-- Dataset records follows --

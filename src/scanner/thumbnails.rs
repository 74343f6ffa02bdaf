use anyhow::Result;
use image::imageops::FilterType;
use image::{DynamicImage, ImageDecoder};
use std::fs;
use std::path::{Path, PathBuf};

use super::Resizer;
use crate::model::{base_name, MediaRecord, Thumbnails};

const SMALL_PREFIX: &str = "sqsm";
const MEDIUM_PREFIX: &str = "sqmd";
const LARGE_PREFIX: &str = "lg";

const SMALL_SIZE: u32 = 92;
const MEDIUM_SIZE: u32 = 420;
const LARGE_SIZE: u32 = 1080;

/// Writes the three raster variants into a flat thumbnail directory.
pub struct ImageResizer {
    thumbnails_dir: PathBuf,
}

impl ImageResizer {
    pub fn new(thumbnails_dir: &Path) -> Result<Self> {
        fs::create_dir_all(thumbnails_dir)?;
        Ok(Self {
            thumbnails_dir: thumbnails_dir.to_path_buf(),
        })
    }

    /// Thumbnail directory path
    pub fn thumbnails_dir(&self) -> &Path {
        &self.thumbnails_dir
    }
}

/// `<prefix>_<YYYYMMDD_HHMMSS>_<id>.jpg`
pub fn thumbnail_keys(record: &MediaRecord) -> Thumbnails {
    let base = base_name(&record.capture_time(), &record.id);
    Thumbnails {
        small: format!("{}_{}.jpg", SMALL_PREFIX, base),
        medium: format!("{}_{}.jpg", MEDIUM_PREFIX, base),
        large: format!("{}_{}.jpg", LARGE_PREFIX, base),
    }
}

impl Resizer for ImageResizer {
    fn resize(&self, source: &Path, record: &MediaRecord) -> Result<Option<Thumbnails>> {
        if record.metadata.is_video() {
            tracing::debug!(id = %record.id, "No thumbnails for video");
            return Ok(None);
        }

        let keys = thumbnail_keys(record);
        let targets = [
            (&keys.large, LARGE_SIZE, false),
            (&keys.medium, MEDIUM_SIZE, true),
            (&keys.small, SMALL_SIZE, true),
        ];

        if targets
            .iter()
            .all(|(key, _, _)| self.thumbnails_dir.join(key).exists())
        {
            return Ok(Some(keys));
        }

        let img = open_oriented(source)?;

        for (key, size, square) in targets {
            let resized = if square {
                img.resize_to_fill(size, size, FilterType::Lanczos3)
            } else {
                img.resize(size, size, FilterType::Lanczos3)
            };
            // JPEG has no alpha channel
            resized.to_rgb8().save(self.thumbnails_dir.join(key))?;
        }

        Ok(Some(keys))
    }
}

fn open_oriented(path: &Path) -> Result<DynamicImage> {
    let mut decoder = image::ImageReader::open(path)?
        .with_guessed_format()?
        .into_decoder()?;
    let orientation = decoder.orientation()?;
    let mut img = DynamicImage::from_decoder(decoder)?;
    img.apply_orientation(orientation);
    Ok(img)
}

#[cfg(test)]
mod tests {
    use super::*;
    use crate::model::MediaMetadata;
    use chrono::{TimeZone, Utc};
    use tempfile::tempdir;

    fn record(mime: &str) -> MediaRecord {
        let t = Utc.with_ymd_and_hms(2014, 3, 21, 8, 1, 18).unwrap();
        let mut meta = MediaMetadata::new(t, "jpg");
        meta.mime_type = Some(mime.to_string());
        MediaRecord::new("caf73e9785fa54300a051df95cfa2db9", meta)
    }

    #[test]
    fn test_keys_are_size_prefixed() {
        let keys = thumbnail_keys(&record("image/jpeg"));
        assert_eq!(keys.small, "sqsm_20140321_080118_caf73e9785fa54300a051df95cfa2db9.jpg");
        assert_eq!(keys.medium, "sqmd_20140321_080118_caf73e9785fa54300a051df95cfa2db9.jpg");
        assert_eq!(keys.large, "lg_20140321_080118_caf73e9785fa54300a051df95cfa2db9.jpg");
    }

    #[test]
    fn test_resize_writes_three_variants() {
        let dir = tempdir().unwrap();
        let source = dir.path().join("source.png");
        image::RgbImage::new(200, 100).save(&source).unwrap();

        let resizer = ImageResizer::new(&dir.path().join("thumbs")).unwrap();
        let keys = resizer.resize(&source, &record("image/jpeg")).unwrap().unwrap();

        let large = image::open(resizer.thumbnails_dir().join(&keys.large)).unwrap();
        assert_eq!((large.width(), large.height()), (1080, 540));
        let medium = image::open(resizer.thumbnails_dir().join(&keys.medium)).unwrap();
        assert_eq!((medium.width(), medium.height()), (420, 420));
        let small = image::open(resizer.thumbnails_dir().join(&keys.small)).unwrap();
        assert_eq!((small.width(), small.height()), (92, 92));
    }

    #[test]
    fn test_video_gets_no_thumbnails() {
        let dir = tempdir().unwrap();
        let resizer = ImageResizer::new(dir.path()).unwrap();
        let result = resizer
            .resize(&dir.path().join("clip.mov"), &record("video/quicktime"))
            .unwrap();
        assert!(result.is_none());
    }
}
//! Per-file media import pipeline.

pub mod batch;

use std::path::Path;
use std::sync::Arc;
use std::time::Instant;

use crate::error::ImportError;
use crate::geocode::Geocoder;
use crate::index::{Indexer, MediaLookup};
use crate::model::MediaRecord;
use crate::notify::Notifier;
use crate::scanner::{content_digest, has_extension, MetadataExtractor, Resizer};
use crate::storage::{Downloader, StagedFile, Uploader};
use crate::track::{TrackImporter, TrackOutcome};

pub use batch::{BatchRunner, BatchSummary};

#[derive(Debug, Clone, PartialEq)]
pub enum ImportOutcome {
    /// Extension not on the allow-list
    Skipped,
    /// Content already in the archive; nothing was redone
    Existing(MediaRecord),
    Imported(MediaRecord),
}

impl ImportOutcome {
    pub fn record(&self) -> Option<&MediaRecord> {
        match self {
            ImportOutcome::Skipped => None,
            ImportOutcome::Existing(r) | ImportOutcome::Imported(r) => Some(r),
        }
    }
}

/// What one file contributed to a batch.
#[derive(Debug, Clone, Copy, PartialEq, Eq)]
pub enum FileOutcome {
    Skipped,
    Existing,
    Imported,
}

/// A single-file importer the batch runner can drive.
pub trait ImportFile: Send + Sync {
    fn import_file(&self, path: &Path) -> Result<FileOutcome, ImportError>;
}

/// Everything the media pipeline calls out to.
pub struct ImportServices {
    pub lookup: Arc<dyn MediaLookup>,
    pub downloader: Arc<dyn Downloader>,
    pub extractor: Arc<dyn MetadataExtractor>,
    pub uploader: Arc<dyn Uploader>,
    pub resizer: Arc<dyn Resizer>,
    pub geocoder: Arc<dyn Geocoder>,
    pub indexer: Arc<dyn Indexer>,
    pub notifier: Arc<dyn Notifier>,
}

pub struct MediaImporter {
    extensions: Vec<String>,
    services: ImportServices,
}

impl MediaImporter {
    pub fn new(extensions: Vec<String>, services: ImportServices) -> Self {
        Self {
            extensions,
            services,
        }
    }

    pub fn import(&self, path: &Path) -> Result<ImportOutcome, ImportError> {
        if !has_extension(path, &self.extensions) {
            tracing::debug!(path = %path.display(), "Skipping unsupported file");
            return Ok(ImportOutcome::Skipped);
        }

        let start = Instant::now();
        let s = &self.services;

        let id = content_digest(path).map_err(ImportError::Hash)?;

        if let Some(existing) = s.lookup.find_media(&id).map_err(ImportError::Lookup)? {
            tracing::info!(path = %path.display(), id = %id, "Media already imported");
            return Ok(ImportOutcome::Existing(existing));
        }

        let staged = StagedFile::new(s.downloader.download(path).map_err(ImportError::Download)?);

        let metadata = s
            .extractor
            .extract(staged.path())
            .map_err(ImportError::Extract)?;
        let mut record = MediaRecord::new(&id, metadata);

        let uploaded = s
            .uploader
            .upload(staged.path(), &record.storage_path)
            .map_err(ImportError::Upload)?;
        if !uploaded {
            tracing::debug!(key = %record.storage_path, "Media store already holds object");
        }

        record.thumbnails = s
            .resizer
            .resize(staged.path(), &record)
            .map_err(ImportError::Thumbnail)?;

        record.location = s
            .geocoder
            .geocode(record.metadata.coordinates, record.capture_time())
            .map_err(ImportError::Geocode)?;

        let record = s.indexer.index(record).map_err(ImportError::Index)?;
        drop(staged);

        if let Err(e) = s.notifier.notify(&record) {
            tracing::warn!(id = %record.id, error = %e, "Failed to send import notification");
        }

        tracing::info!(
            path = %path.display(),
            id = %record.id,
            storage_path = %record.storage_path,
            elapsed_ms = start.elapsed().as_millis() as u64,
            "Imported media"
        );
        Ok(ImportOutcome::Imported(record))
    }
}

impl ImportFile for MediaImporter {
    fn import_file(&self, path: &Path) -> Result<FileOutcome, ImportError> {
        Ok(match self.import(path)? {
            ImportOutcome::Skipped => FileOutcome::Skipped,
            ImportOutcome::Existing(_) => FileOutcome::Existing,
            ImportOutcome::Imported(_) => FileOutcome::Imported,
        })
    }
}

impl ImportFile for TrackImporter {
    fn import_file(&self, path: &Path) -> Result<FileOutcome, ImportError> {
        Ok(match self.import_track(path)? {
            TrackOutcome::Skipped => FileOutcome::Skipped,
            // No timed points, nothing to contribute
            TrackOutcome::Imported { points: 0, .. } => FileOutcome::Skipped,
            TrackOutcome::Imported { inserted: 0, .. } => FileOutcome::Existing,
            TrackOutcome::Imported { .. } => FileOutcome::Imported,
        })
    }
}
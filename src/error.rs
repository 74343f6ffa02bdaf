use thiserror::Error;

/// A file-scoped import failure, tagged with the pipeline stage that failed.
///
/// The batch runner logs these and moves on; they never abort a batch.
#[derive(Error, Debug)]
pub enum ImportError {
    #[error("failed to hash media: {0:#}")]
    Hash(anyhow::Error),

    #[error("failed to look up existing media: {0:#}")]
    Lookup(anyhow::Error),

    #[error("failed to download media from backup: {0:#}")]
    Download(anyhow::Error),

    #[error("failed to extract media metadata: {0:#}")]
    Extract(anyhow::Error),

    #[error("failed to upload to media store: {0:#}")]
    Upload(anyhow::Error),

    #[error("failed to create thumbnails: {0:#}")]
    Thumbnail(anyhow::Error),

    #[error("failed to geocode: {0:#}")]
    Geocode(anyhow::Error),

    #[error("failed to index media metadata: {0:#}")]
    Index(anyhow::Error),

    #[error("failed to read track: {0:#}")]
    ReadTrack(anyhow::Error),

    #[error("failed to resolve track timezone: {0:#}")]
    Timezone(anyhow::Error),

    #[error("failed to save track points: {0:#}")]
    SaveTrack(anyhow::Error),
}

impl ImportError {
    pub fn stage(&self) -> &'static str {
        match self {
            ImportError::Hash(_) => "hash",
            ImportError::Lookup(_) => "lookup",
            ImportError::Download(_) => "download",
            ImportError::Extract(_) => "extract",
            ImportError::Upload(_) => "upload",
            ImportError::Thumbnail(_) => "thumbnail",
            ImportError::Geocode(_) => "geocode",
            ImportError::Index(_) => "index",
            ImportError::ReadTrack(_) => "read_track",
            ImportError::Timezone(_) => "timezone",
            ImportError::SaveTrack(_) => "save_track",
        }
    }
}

-- Dataset records concluded --
-- Dataset records follows --

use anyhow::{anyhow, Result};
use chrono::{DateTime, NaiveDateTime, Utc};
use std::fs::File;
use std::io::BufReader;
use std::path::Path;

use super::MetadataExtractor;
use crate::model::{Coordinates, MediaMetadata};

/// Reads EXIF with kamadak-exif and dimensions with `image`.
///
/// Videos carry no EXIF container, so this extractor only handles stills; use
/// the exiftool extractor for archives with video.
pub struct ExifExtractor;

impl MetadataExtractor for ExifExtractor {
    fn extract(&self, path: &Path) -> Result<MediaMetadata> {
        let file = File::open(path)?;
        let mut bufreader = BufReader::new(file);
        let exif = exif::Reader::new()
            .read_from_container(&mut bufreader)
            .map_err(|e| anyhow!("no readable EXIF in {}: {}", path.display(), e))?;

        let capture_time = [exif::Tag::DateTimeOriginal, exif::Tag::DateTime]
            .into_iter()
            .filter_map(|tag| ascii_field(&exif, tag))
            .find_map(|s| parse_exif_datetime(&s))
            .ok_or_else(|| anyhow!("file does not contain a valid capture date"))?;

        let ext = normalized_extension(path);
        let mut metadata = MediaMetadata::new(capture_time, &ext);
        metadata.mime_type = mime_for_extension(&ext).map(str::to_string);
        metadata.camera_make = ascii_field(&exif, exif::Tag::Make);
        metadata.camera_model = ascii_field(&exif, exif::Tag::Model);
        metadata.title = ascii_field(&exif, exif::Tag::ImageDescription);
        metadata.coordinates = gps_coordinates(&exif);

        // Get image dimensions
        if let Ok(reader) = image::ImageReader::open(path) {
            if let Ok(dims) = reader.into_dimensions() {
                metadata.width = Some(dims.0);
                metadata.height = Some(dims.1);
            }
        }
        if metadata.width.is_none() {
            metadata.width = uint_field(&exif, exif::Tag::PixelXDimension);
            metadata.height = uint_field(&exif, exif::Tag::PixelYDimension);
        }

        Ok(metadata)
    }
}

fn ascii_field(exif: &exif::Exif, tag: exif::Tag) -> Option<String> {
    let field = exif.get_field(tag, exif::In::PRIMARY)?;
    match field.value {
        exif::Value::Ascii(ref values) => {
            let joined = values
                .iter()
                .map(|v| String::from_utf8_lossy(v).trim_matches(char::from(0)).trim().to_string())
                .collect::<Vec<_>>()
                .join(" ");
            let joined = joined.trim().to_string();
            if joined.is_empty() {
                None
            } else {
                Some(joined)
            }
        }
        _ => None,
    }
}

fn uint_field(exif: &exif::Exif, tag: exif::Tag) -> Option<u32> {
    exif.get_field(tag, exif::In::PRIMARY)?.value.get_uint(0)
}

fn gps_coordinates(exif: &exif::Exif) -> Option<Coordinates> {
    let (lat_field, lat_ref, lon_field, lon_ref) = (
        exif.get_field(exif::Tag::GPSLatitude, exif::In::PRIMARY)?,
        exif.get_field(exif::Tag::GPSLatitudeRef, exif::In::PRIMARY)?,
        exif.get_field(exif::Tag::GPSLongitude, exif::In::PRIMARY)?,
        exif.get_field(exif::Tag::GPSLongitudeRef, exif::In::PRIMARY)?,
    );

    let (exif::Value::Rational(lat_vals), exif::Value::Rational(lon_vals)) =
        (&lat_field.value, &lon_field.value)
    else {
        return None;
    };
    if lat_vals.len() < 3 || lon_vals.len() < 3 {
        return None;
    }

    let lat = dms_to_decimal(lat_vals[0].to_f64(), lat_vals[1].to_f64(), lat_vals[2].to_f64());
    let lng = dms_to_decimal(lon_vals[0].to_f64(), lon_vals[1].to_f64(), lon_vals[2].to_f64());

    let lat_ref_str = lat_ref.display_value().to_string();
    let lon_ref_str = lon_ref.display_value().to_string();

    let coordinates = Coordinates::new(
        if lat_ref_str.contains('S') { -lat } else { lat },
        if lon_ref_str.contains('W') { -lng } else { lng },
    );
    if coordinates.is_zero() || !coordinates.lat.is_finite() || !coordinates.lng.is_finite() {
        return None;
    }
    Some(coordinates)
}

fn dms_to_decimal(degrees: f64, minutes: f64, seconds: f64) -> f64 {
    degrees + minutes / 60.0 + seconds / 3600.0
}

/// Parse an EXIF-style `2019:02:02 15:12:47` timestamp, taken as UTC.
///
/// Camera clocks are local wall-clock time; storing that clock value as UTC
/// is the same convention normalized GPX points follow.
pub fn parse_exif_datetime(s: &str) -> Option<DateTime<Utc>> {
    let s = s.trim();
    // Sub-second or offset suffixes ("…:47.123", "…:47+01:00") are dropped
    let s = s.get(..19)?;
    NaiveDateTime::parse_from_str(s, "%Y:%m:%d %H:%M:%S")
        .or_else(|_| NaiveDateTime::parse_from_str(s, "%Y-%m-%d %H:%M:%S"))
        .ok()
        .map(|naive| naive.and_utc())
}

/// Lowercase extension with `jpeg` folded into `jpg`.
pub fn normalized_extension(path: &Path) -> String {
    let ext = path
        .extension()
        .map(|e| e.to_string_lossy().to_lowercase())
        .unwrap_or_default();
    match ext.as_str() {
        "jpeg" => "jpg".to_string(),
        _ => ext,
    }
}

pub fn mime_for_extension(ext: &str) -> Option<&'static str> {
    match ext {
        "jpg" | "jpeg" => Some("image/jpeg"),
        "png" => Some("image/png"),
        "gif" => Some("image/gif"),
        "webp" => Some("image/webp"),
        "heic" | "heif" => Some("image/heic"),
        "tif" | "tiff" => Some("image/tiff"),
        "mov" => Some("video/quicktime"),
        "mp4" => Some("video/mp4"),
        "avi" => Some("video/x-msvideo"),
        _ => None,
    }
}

-- Dataset records concluded --

The expected answer is an exact copy of the lines above, beginning at the line with "on the allow-list" and ending at the line with "runner can drive.", with both ends in.

    /// Extension not on the allow-list
    Skipped,
    /// Content already in the archive; nothing was redone
    Existing(MediaRecord),
    Imported(MediaRecord),
}

impl ImportOutcome {
    pub fn record(&self) -> Option<&MediaRecord> {
        match self {
            ImportOutcome::Skipped => None,
            ImportOutcome::Existing(r) | ImportOutcome::Imported(r) => Some(r),
        }
    }
}

/// What one file contributed to a batch.
#[derive(Debug, Clone, Copy, PartialEq, Eq)]
pub enum FileOutcome {
    Skipped,
    Existing,
    Imported,
}

/// A single-file importer the batch runner can drive.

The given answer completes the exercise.